● Activity
Find every line in the records below that contains the word "static", and copy each such line.

● Given records
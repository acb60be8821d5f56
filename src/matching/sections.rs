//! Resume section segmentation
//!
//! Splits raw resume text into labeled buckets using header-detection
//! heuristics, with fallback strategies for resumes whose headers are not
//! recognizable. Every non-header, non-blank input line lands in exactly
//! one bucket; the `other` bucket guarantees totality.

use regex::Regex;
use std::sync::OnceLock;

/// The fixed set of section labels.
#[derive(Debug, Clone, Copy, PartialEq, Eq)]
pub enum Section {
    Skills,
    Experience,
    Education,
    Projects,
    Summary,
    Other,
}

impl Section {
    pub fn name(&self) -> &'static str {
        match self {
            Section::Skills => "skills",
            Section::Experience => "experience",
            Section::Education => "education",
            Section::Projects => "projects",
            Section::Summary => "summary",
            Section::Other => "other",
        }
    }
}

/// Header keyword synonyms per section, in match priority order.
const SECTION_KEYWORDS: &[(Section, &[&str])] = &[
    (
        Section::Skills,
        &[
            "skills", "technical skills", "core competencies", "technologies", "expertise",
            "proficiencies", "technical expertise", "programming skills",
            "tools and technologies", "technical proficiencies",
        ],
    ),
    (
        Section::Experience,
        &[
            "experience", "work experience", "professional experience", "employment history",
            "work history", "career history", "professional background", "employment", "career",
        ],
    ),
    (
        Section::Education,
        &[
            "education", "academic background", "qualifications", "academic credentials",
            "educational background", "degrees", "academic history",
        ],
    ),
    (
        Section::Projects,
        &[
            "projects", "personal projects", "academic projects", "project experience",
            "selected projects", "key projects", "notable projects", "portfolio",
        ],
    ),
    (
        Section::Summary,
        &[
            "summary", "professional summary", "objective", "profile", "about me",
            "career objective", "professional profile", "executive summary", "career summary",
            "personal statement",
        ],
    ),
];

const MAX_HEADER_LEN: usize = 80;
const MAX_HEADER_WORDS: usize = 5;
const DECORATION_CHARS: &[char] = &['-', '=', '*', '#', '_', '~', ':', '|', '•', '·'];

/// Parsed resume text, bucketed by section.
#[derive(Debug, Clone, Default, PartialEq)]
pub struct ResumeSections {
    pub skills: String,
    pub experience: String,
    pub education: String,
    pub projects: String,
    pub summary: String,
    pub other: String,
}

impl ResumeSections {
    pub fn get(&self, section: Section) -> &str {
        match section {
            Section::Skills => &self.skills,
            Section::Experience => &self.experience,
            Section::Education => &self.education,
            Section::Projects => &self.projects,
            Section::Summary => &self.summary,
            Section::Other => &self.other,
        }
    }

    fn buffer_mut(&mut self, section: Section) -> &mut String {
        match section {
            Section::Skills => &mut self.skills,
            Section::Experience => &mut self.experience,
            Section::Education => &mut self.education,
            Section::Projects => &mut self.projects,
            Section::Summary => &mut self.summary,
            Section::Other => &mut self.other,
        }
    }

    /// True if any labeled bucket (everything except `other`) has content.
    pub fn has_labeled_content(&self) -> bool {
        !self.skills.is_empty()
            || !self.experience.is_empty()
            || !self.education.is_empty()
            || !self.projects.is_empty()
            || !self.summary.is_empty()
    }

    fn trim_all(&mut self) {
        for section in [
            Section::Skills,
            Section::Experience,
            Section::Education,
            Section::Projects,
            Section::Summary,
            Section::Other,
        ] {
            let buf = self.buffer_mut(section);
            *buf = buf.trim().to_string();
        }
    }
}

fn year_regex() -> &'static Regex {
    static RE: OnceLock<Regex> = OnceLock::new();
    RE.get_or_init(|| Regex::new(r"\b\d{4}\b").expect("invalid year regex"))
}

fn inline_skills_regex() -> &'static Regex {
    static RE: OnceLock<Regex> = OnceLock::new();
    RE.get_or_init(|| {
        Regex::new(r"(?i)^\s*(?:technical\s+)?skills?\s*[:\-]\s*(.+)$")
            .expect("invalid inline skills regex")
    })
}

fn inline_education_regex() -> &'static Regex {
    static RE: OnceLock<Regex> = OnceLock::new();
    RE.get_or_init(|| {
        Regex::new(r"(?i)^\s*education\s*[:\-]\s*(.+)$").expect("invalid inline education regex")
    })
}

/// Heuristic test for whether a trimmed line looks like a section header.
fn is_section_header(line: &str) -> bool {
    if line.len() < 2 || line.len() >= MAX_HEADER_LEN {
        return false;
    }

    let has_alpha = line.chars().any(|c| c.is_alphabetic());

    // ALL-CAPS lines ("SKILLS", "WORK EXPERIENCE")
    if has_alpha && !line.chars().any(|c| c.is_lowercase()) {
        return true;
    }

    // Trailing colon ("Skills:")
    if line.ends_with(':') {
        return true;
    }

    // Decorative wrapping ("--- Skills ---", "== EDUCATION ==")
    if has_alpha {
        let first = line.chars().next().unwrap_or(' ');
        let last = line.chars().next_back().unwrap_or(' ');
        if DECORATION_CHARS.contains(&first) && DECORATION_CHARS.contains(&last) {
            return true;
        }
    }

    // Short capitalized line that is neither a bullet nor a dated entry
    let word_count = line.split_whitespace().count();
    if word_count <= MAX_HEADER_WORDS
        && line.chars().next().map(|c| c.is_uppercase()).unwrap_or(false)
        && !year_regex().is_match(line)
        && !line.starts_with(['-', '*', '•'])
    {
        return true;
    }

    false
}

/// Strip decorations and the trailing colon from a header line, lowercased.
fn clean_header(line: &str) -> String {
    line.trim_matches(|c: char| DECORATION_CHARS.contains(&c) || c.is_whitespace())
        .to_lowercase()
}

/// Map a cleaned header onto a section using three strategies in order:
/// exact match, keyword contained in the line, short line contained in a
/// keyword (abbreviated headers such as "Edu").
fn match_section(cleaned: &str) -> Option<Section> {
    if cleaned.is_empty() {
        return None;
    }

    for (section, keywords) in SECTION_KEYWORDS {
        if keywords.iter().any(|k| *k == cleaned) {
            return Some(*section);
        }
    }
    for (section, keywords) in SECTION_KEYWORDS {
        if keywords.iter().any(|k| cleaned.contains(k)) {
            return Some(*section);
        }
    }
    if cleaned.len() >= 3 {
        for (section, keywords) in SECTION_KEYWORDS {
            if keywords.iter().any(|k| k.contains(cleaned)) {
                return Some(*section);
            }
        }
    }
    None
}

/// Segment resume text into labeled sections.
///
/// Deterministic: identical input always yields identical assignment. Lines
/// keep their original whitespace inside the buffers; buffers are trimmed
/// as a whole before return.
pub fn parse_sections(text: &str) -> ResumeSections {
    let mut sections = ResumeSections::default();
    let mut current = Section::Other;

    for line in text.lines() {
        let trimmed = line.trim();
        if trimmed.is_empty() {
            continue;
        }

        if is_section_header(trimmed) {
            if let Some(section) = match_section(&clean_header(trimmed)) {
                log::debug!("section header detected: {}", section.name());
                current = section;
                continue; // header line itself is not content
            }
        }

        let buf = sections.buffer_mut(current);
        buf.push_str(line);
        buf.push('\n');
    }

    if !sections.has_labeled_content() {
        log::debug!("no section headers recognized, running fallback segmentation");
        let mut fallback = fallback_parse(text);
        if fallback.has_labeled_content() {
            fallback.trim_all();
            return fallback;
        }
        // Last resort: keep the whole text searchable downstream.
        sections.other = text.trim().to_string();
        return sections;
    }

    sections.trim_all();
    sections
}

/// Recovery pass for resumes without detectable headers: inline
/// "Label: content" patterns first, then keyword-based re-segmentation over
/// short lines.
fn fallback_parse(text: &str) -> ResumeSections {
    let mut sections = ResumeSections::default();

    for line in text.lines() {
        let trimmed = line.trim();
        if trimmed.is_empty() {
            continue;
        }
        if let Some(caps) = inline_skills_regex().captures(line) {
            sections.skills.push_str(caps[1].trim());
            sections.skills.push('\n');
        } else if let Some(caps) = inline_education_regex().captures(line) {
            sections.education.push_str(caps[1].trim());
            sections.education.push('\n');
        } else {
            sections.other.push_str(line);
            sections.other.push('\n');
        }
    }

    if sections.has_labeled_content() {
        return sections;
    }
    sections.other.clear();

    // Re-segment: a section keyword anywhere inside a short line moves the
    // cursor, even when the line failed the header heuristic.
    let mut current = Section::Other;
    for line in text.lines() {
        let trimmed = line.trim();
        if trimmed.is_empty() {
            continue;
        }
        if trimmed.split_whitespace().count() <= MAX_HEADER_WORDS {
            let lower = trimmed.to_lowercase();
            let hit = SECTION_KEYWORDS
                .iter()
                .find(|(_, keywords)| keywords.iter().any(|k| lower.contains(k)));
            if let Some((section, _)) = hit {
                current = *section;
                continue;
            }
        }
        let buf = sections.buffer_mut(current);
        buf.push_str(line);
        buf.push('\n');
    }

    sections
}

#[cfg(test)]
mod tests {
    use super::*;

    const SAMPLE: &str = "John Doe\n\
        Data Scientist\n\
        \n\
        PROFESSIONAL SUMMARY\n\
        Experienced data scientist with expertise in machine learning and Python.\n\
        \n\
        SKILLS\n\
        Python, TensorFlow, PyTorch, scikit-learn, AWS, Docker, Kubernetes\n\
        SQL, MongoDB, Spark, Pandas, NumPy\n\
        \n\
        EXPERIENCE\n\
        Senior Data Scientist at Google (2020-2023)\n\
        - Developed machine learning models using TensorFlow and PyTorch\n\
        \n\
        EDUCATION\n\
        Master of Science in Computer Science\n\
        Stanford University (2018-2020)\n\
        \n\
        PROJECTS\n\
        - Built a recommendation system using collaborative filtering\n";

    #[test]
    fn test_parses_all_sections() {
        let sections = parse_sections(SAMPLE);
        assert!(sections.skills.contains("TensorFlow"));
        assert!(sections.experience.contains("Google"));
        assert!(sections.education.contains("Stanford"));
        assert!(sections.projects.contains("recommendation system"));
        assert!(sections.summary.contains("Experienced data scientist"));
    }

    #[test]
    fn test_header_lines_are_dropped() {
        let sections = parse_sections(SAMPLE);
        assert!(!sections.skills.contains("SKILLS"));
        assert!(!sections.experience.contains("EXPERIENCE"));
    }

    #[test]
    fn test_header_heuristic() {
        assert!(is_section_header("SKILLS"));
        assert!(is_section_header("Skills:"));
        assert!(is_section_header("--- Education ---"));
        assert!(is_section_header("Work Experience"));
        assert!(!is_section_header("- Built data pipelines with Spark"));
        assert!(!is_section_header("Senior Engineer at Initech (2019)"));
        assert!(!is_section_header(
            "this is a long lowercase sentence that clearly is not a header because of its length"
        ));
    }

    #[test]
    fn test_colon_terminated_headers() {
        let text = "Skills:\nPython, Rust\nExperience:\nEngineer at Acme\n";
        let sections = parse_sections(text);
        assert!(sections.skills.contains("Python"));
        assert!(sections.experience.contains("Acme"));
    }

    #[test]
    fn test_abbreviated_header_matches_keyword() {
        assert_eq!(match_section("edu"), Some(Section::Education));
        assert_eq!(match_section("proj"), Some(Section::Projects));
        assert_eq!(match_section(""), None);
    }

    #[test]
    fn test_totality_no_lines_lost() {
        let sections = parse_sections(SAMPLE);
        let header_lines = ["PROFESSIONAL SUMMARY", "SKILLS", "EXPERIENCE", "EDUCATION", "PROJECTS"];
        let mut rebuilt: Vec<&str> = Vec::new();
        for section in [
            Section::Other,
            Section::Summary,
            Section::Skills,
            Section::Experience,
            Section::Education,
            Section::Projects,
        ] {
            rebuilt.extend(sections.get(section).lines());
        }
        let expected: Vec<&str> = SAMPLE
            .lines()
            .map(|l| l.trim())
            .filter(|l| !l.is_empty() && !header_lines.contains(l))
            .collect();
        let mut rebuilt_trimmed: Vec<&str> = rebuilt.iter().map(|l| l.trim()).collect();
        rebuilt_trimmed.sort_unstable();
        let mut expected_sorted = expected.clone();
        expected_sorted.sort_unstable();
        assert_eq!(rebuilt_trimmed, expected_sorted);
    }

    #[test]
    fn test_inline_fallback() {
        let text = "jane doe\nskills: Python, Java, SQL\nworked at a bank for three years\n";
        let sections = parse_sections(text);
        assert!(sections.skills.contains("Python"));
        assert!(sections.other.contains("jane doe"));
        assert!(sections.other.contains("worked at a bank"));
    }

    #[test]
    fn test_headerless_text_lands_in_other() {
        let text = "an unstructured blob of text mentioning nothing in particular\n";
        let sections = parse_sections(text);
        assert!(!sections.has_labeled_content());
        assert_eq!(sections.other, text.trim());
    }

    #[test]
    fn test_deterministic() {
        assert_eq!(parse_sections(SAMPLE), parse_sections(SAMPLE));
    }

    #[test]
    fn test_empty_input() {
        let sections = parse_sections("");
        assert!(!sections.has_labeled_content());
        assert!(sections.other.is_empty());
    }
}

...

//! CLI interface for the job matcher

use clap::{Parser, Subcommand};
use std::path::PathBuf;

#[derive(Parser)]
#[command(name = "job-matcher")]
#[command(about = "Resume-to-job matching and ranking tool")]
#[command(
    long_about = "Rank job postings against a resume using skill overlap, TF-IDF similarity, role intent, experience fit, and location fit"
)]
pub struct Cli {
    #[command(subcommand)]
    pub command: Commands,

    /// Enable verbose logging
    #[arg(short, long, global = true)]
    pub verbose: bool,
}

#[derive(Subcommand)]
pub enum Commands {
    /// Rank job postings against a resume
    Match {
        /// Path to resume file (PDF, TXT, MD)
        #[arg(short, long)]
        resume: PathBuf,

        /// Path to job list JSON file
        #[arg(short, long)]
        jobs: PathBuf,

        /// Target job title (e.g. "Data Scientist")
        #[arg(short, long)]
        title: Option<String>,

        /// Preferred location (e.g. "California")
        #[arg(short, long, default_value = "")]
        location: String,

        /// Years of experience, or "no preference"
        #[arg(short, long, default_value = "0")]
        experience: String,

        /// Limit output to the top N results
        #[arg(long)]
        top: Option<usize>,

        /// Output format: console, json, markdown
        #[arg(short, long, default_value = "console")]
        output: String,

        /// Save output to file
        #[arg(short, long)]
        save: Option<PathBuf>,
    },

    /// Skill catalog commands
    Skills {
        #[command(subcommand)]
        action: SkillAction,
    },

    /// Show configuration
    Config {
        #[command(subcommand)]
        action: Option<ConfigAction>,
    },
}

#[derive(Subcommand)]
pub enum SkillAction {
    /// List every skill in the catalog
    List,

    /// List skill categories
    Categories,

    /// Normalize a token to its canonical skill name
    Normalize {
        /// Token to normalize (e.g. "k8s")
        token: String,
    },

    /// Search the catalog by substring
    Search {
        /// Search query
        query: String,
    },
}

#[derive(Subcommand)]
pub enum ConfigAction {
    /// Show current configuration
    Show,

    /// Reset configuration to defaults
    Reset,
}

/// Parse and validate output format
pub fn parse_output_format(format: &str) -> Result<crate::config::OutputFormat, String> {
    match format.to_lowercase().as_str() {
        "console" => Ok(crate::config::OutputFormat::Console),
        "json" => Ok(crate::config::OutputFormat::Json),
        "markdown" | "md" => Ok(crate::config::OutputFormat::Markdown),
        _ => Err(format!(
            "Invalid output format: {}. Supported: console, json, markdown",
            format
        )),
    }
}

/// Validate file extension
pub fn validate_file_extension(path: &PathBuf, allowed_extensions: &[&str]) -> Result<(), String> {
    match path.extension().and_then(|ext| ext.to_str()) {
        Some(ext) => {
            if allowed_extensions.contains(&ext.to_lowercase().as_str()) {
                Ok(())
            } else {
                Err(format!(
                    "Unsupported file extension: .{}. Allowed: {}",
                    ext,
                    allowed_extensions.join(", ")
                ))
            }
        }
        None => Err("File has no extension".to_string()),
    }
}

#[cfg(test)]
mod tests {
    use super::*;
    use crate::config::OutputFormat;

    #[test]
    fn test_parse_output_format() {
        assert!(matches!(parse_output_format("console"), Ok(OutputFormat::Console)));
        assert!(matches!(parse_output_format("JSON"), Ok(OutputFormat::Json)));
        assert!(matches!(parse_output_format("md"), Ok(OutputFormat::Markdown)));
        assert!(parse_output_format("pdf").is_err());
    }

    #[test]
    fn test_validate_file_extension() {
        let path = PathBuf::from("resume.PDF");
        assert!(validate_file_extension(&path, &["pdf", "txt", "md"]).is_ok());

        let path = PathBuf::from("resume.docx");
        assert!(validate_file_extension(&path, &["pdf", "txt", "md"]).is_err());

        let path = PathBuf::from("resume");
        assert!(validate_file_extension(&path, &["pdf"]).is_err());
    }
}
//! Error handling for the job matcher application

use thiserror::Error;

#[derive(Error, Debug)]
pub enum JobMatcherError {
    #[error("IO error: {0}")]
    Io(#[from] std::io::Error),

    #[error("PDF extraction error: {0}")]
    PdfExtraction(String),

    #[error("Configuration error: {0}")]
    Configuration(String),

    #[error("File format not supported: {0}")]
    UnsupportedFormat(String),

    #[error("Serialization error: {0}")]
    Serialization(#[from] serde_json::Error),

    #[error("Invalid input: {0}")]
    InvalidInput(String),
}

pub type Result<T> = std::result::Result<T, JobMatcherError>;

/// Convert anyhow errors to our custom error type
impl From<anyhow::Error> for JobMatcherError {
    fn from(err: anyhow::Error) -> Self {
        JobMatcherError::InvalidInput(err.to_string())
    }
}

● Exercise response
    pub fn name(&self) -> &'static str {
fn year_regex() -> &'static Regex {
    static RE: OnceLock<Regex> = OnceLock::new();
fn inline_skills_regex() -> &'static Regex {
    static RE: OnceLock<Regex> = OnceLock::new();
fn inline_education_regex() -> &'static Regex {
    static RE: OnceLock<Regex> = OnceLock::new();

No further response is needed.